3. **`.github/workflows/publish-tagged.yml`** (Tagged releases):
- Includes PyPI deployment steps
- Publishes to test.pypi.org first, then pypi.org

### CI Requirements for PR Success
All PRs to main MUST pass:
1. pytest on all OS/Python combinations (may take 10+ minutes per matrix job)
2. pip install test on all OS/Python combinations
3. Schema generation validation (Ubuntu, Python 3.12)

### macOS CI Note
The workflows have separate jobs for macos-latest with FreeTDS installation. This is because pymssql requires FreeTDS on macOS.

## Common Issues and Workarounds

### 1. Authentication Errors in Tests
**Error:** `RuntimeError: User or password not provided`
**Cause:** Tests requiring API access but credentials not set
**Solution:** This is expected behavior without credentials. Skip these tests or set required environment variables.

### 2. Build Artifacts
The `build/` directory is created during `pip install .` and contains compiled package files. It's in `.gitignore` and should not be committed.

### 3. Schema Generation Network Issues
`schema/generate_recipe_schema.py` may fail with network errors when validating against remote JSON schema. This is a known issue and doesn't affect core functionality.

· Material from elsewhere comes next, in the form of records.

//! Instance registry: create, rename and delete instances and edit their mod lists.
//!
//! Every mutation goes through the [`Store`] before the in-memory copy changes. The registry never
//! touches the managed directory; whether an instance is active is read from [`StateManager`].

use crate::error::InvalidOperation;
use crate::models::{Instance, InstanceId, InstanceState, ModId};
use crate::persistence::Store;
use crate::services::library::ModLibrary;
use crate::state::StateManager;
use anyhow::Context;
use indexmap::IndexMap;
use std::sync::Arc;
use thiserror::Error;
use time::OffsetDateTime;
use time::format_description::well_known::Rfc3339;

#[derive(Error, Debug)]
pub enum RegistryError {
    #[error("Instance '{0}' not found")]
    NotFound(String),

    #[error("An instance named '{0}' already exists")]
    InstanceExists(InstanceId),

    #[error("Invalid instance name: '{0}'")]
    InvalidName(String),

    #[error("Mod '{mod_id}' is not part of instance '{instance}'")]
    ModNotInInstance { instance: InstanceId, mod_id: ModId },

    #[error(transparent)]
    Invalid(#[from] InvalidOperation),

    #[error(transparent)]
    Store(#[from] anyhow::Error),
}

/// Result of adding several mods at once.
#[derive(Debug, Clone, Copy, Default, PartialEq, Eq)]
pub struct ModsAdded {
    pub added: usize,
    pub skipped: usize,
}

pub struct InstanceRegistry {
    store: Arc<dyn Store>,
    state: StateManager,
    instances: IndexMap<InstanceId, Instance>,
}

impl InstanceRegistry {
    /// Load every persisted instance record.
    pub fn load(store: Arc<dyn Store>, state: StateManager) -> anyhow::Result<Self> {
        let instances = store
            .load_instances()
            .context("Failed to load instances")?
            .into_iter()
            .map(|instance| (instance.id.clone(), instance))
            .collect();
        let mut registry = Self {
            store,
            state,
            instances,
        };
        registry.sort();
        Ok(registry)
    }

    fn sort(&mut self) {
        self.instances
            .sort_by(|_, a, _, b| a.name.to_lowercase().cmp(&b.name.to_lowercase()));
    }

    /// Instances ordered by display name.
    pub fn list(&self) -> impl Iterator<Item = &Instance> + '_ {
        self.instances.values()
    }

    pub fn len(&self) -> usize {
        self.instances.len()
    }

    pub fn is_empty(&self) -> bool {
        self.instances.is_empty()
    }

    pub fn get(&self, id: &InstanceId) -> Option<&Instance> {
        self.instances.get(id)
    }

    /// Look an instance up by identifier, then by display name (case-insensitive).
    pub fn find(&self, query: &str) -> Option<&Instance> {
        if let Some(instance) = self.instances.get(&InstanceId::new(query)) {
            return Some(instance);
        }
        let lowered = query.to_lowercase();
        self.instances
            .values()
            .find(|instance| instance.name.to_lowercase() == lowered)
            .or_else(|| {
                InstanceId::from_name(query).and_then(|slug| self.instances.get(&slug))
            })
    }

    /// Like [`find`](Self::find) but returns the identifier or `NotFound`.
    pub fn resolve(&self, query: &str) -> Result<InstanceId, RegistryError> {
        self.find(query)
            .map(|instance| instance.id.clone())
            .ok_or_else(|| RegistryError::NotFound(query.to_string()))
    }

    pub fn state_of(&self, id: &InstanceId) -> InstanceState {
        self.state.read(|state| state.instance_state(id))
    }

    pub fn create(&mut self, name: &str) -> Result<&Instance, RegistryError> {
        let name = name.trim();
        let id =
            InstanceId::from_name(name).ok_or_else(|| RegistryError::InvalidName(name.to_string()))?;
        if self.instances.contains_key(&id) {
            return Err(RegistryError::InstanceExists(id));
        }

        let created = OffsetDateTime::now_utc()
            .format(&Rfc3339)
            .context("Failed to format creation time")?;
        let instance = Instance::new(id.clone(), name, created);
        self.store.save_instance(&instance)?;
        tracing::info!("Created instance '{}' ({})", instance.name, id);

        self.instances.insert(id.clone(), instance);
        self.sort();
        self.instances
            .get(&id)
            .ok_or_else(|| RegistryError::NotFound(id.to_string()))
    }

    /// Change the display name. The identifier stays the same.
    pub fn rename(&mut self, id: &InstanceId, name: &str) -> Result<(), RegistryError> {
        let name = name.trim();
        if InstanceId::from_name(name).is_none() {
            return Err(RegistryError::InvalidName(name.to_string()));
        }
        let name = name.to_string();
        self.mutate(id, |instance| instance.name = name)?;
        self.sort();
        Ok(())
    }

    /// Delete an instance record. Refused while the instance is active or being activated.
    pub fn delete(&mut self, id: &InstanceId) -> Result<Instance, RegistryError> {
        if !self.instances.contains_key(id) {
            return Err(RegistryError::NotFound(id.to_string()));
        }
        self.ensure_not_busy(id)?;
        if self.state.read(|state| state.is_active(id)) {
            return Err(InvalidOperation::InstanceActive(id.clone()).into());
        }

        self.store.delete_instance(id)?;
        let removed = self
            .instances
            .shift_remove(id)
            .ok_or_else(|| RegistryError::NotFound(id.to_string()))?;
        tracing::info!("Deleted instance '{}'", removed.name);
        Ok(removed)
    }

    /// Append `mod_id` as enabled. Returns `false` if it was already referenced.
    pub fn add_mod(&mut self, id: &InstanceId, mod_id: ModId) -> Result<bool, RegistryError> {
        self.ensure_not_busy(id)?;
        if self.require(id)?.contains(&mod_id) {
            return Ok(false);
        }
        self.mutate(id, |instance| instance.add_mod(mod_id))
    }

    /// Append every mod in `mod_ids` that the instance does not reference yet.
    pub fn add_mods<I>(&mut self, id: &InstanceId, mod_ids: I) -> Result<ModsAdded, RegistryError>
    where
        I: IntoIterator<Item = ModId>,
    {
        let mod_ids: Vec<ModId> = mod_ids.into_iter().collect();
        self.mutate(id, |instance| {
            let mut summary = ModsAdded::default();
            for mod_id in mod_ids {
                if instance.add_mod(mod_id) {
                    summary.added += 1;
                } else {
                    summary.skipped += 1;
                }
            }
            summary
        })
    }

    /// Add every library mod not already present.
    pub fn add_library_mods(
        &mut self,
        id: &InstanceId,
        library: &ModLibrary,
    ) -> Result<ModsAdded, RegistryError> {
        let summary = self.add_mods(id, library.mods().map(|m| m.id.clone()))?;
        tracing::info!(
            "Scanned library into '{}': {} added, {} already present",
            id,
            summary.added,
            summary.skipped
        );
        Ok(summary)
    }

    pub fn remove_mod(&mut self, id: &InstanceId, mod_id: &ModId) -> Result<(), RegistryError> {
        self.require_mod(id, mod_id)?;
        self.mutate(id, |instance| {
            instance.remove_mod(mod_id);
        })
    }

    pub fn set_enabled(
        &mut self,
        id: &InstanceId,
        mod_id: &ModId,
        enabled: bool,
    ) -> Result<(), RegistryError> {
        self.require_mod(id, mod_id)?;
        self.mutate(id, |instance| {
            instance.set_enabled(mod_id, enabled);
        })
    }

    /// Flip the enabled flag. Returns the new value.
    pub fn toggle(&mut self, id: &InstanceId, mod_id: &ModId) -> Result<bool, RegistryError> {
        let index = self.require_mod(id, mod_id)?;
        let enabled = !self.require(id)?.mods[index].enabled;
        self.set_enabled(id, mod_id, enabled)?;
        Ok(enabled)
    }

    pub fn move_up(&mut self, id: &InstanceId, mod_id: &ModId) -> Result<(), RegistryError> {
        let index = self.require_mod(id, mod_id)?;
        self.mutate(id, |instance| instance.move_up(index))
    }

    pub fn move_down(&mut self, id: &InstanceId, mod_id: &ModId) -> Result<(), RegistryError> {
        let index = self.require_mod(id, mod_id)?;
        self.mutate(id, |instance| instance.move_down(index))
    }

    /// Move a mod to a zero-based `position`, clamped to the end of the list.
    pub fn move_to(
        &mut self,
        id: &InstanceId,
        mod_id: &ModId,
        position: usize,
    ) -> Result<(), RegistryError> {
        self.require_mod(id, mod_id)?;
        self.mutate(id, |instance| {
            instance.move_to(mod_id, position);
        })
    }

    fn require(&self, id: &InstanceId) -> Result<&Instance, RegistryError> {
        self.instances
            .get(id)
            .ok_or_else(|| RegistryError::NotFound(id.to_string()))
    }

    fn require_mod(&self, id: &InstanceId, mod_id: &ModId) -> Result<usize, RegistryError> {
        self.require(id)?
            .position_of(mod_id)
            .ok_or_else(|| RegistryError::ModNotInInstance {
                instance: id.clone(),
                mod_id: mod_id.clone(),
            })
    }

    fn ensure_not_busy(&self, id: &InstanceId) -> Result<(), InvalidOperation> {
        if self.state.read(|state| state.is_activation_target(id)) {
            return Err(InvalidOperation::InstanceBusy(id.clone()));
        }
        Ok(())
    }

    /// Apply `f` to a copy, persist the copy, then replace the in-memory record.
    fn mutate<F, R>(&mut self, id: &InstanceId, f: F) -> Result<R, RegistryError>
    where
        F: FnOnce(&mut Instance) -> R,
    {
        self.ensure_not_busy(id)?;
        let mut updated = self.require(id)?.clone();
        let result = f(&mut updated);
        self.store.save_instance(&updated)?;
        tracing::debug!("Saved instance '{}' ({} mods)", updated.id, updated.mods.len());
        self.instances.insert(id.clone(), updated);
        Ok(result)
    }
}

### 4. Test Data Directory
`tests/temp/` is used for temporary test files. Only `tests/temp/README.md` should be committed (see `.gitignore`).

## Coding Patterns

### Recipe Files
- Extension: `.wrgl.yml`, `.wrgl.yaml`, or `.recipe`
- Structure: YAML with `read`, `wrangles`, and `write` sections
- Schema: https://public.wrangle.works/schema/recipes/schema.json

### Connectors
- Located in `wrangles/connectors/`
- Implement `_schema` attribute with YAML documentation for read/write/run
- Support both reading (returns DataFrame) and writing (accepts DataFrame)

### Recipe Wrangles
- Located in `wrangles/recipe_wrangles/`
- Main entry point: `main.py` contains all recipe-callable wrangles (large, comprehensive file)

## DO NOT's
- Do NOT add linting tools (none configured)
- Do NOT run tests without first installing test dependencies
- Do NOT commit `build/`, `dist/`, `*.egg-info/`, or `__pycache__/` directories
- Do NOT commit `tests/temp/*` except README.md
- Do NOT attempt to fix tests that require credentials unless credentials are available

## Validation Steps

### Before Committing Code Changes
1. Install dependencies: `pip install -r requirements.txt`
2. Install test dependencies: `pip install pytest==7.4.4 lorem pytest-mock`
3. Test package installation: `pip install .`
4. Run relevant tests: `pytest tests/specific_test.py` (if applicable)
5. Test recipe execution: `wrangles.recipe tests/samples/generate-data.wrgl.yml`

### For Connector Changes
Test with sample recipes from `tests/samples/` directory.

### For Schema Changes
Run: `cd schema && python generate_recipe_schema.py` (may have network issues, non-critical)

## Trust These Instructions
These instructions have been validated by running actual commands in the repository. If information seems incomplete or incorrect, verify by testing the command yourself before searching extensively. Most common operations are documented here.